The objective of this study is to investigate the expanding trend of increasing vegetation water deficit in regards to climate change across diverse climatic zones, as well as the response mechanisms of vegetation to water deficit in these zones. The study aimed to achieve the following goals: (1) investigate the expansion trend of VWD in various climatic zones; (2) analyze the characteristics of the response of vegetation to water deficit from three perspectives, namely, different climatic zones, growing season stages, and vegetation types; (3) attempt to explain the reasons behind the variations in the expansion trend of VWD among different climatic zones based on the above perspectives; and (4) identify future sustainable changes in vegetation and moisture conditions and investigate the environmental factors that govern vegetation growth. Our study aims to comprehensively assess the resistance and resilience of vegetation to drought and its potential risks to vegetation health. Furthermore, the study intends to establish a foundation for formulating and implementing measures to alleviate vegetation drought.

2. Materials and Methods

2.1. Study Area

The Loess Plateau, located between 33°43′–41°16′N and 100°54′–114°33′E, encompasses most of Shaanxi, Shanxi, and Ningxia, as well as parts of Qinghai, Gansu, Henan, and Inner Mongolia. It covers an area of approximately 620,000 km² in the middle reaches of the Yellow River [13] (Figure 1). The region is known for severe soil erosion and the most fragile ecology, with an arid continental monsoon climate [30]. Precipitation in the Loess Plateau is low and unevenly distributed in time and space, and it is concentrated from June to September, primarily in heavy rainfall. The average annual precipitation is 150 mm·a⁻¹ to 800 mm·a⁻¹, decreasing from northwest to southeast [31]. The growing season occurs from April-October, accounting for about 92.00% of the annual precipitation [32]. In consideration of the Loess Plateau’s climatic attributes, this paper divides it into three distinct climatic zones: arid, semi-arid, and semi-humid [33], representing 13.13%, 62.98%, and 23.99% of the total area, respectively.
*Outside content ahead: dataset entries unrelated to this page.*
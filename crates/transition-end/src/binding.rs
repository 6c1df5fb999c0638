//! Per-binding wave state.
//!
//! A [`Binding`] ties one property set and one callback to one element and
//! tracks a single wave at a time: events accumulate in arrival order until
//! every required property has been observed, the callback fires once with the
//! accumulated list, and the accumulator resets in place for the next wave.

use serde::{Deserialize, Serialize};
use std::fmt;
use std::sync::atomic::{AtomicU64, Ordering};

use tracing::debug;

use crate::events::{ElementId, TransitionEndEvent};
use crate::properties::PropertySet;
use crate::request::{TransitionCallback, WatchOutcome};

/// Unique identifier for a registered binding.
#[derive(Debug, Clone, Copy, PartialEq, Eq, Hash, Serialize, Deserialize)]
pub struct BindingId(pub u64);

impl BindingId {
    /// Generate a new unique binding ID.
    pub fn new() -> Self {
        static COUNTER: AtomicU64 = AtomicU64::new(1);
        Self(COUNTER.fetch_add(1, Ordering::Relaxed))
    }
}

impl Default for BindingId {
    fn default() -> Self {
        Self::new()
    }
}

/// What a delivered event did to a binding.
#[derive(Debug, Clone, Copy, PartialEq, Eq)]
pub enum BindingProgress {
    /// Wrong target or property; the event was dropped silently.
    Ignored,
    /// The event was accumulated but the wave is not yet complete.
    Pending,
    /// Every required property has been observed; the wave is ready to fire.
    Ready {
        /// Whether the binding asked to be deregistered after this wave.
        detach: bool,
    },
}

/// One element + property set + callback, tracking its own wave state.
pub struct Binding {
    id: BindingId,
    element: ElementId,
    properties: PropertySet,
    callback: TransitionCallback,
    detach_after_completion: bool,
    /// Accumulated events for the in-flight wave, in arrival order.
    events: Vec<TransitionEndEvent>,
}

impl Binding {
    pub(crate) fn new(
        element: ElementId,
        properties: PropertySet,
        callback: TransitionCallback,
        detach_after_completion: bool,
    ) -> Self {
        Self {
            id: BindingId::new(),
            element,
            properties,
            callback,
            detach_after_completion,
            events: Vec::new(),
        }
    }

    /// This binding's ID.
    pub fn id(&self) -> BindingId {
        self.id
    }

    /// The element this binding watches.
    pub fn element(&self) -> ElementId {
        self.element
    }

    /// The property set this binding waits on.
    pub fn properties(&self) -> &PropertySet {
        &self.properties
    }

    /// Number of events accumulated toward the current wave.
    pub fn pending_events(&self) -> usize {
        self.events.len()
    }

    /// Accumulate one delivered event.
    ///
    /// Events from other elements (descendants included) or for properties
    /// outside the set are ignored. Membership, not count, decides readiness:
    /// duplicates neither block nor complete a wave, except that a wildcard
    /// set is complete after any single matching event.
    pub(crate) fn accumulate(&mut self, event: &TransitionEndEvent) -> BindingProgress {
        if event.target != self.element || !self.properties.contains(&event.property_name) {
            return BindingProgress::Ignored;
        }

        self.events.push(event.clone());

        if self.wave_complete() {
            BindingProgress::Ready {
                detach: self.detach_after_completion,
            }
        } else {
            BindingProgress::Pending
        }
    }

    /// Invoke the callback with the accumulated wave and reset the
    /// accumulator in place, leaving the binding ready for the next wave.
    pub(crate) fn fire_wave(&mut self) {
        let events = std::mem::take(&mut self.events);
        debug!(
            "transition wave complete for element {:?}: {} event(s)",
            self.element,
            events.len()
        );
        (self.callback)(WatchOutcome::Completed { events });
    }

    fn wave_complete(&self) -> bool {
        match self.properties.names() {
            // Wildcard: any single matching event completes the wave.
            None => !self.events.is_empty(),
            Some(names) => names
                .iter()
                .all(|name| self.events.iter().any(|e| &e.property_name == name)),
        }
    }
}

impl fmt::Debug for Binding {
    fn fmt(&self, f: &mut fmt::Formatter<'_>) -> fmt::Result {
        f.debug_struct("Binding")
            .field("id", &self.id)
            .field("element", &self.element)
            .field("properties", &self.properties)
            .field("detach_after_completion", &self.detach_after_completion)
            .field("pending_events", &self.events.len())
            .finish()
    }
}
The research primarily focuses on examining the spatiotemporal heterogeneity of the response of vegetation growth to water availability during the growing season from 2000 to 2020.

2.2. Data Sources

2.2.1. Meteorological Data

The monthly precipitation dataset and the monthly mean temperature dataset, with 1 km resolution, were provided by the National Earth System Science Data Center, National Science and Technology Infrastructure of China (http://www.geodata.cn, accessed on 11 May 2022). The precipitation and temperature datasets were generated by the delta spatial downscaling scheme in the Chinese region, based on the global 0.5° climate data released by CRU and the global high-resolution climate data released by WorldClim. The accuracy and reliability of the datasets were verified by comparing them with data from 496 independent meteorological observation stations, and the validation results were credible [34]. Monthly temperature and precipitation data from 1999 to 2020 were utilized to calculate SPEI to examine the meteorological changes and assess the response of vegetation to varying durations of water deficit. To facilitate the calculation, the spatial resolution of all data was uniformly resampled to 0.1° for this study.

2.2.2. Soil Moisture

Soil moisture directly impacts vegetation growth and resistance to drought [35,36]. The Global Land Evaporation Amsterdam Model (GLEAM) was employed to provide the surface and root-zone soil moisture statistics used in this study [37,38]. The reliability of GLEAM soil moisture data has been verified by on-site soil moisture measurements in the Loess Plateau [39]. The 2000 to 2020 monthly surface soil moisture (0–10 cm) (SMsurf) and root-zone soil moisture (10–100 cm) (SMroot) data in GLEAM (v3.5a) were selected for analysis. Soil moisture is the primary source of water required for vegetation growth, and it determines the amount of water used by the vegetation [35]. As soils of different textures have varying water-holding capacities and nutrients [40,41,42], this study utilized soil moisture and SPEI at different timescales as water availability indicators.

2.2.3. Vegetation Indices

Two different vegetation indices, namely NDVI and EVI, were employed in this study. NDVI was selected, as it is widely used to assess vegetation status at regional and global levels. It is related to the vegetation canopy structure and coverage, as well as the photosynthesis of the vegetation canopy [43,44]. On the other hand, EVI was calculated by incorporating the light blue band of the spectrum, which mitigated the influence of the atmospheric and canopy background and enhanced the sensitivity in areas with a dense biomass [45]. Monthly NDVI and EVI data were obtained from moderate resolution imaging spectroradiometer (MODIS) product data (MOD13C2, V6).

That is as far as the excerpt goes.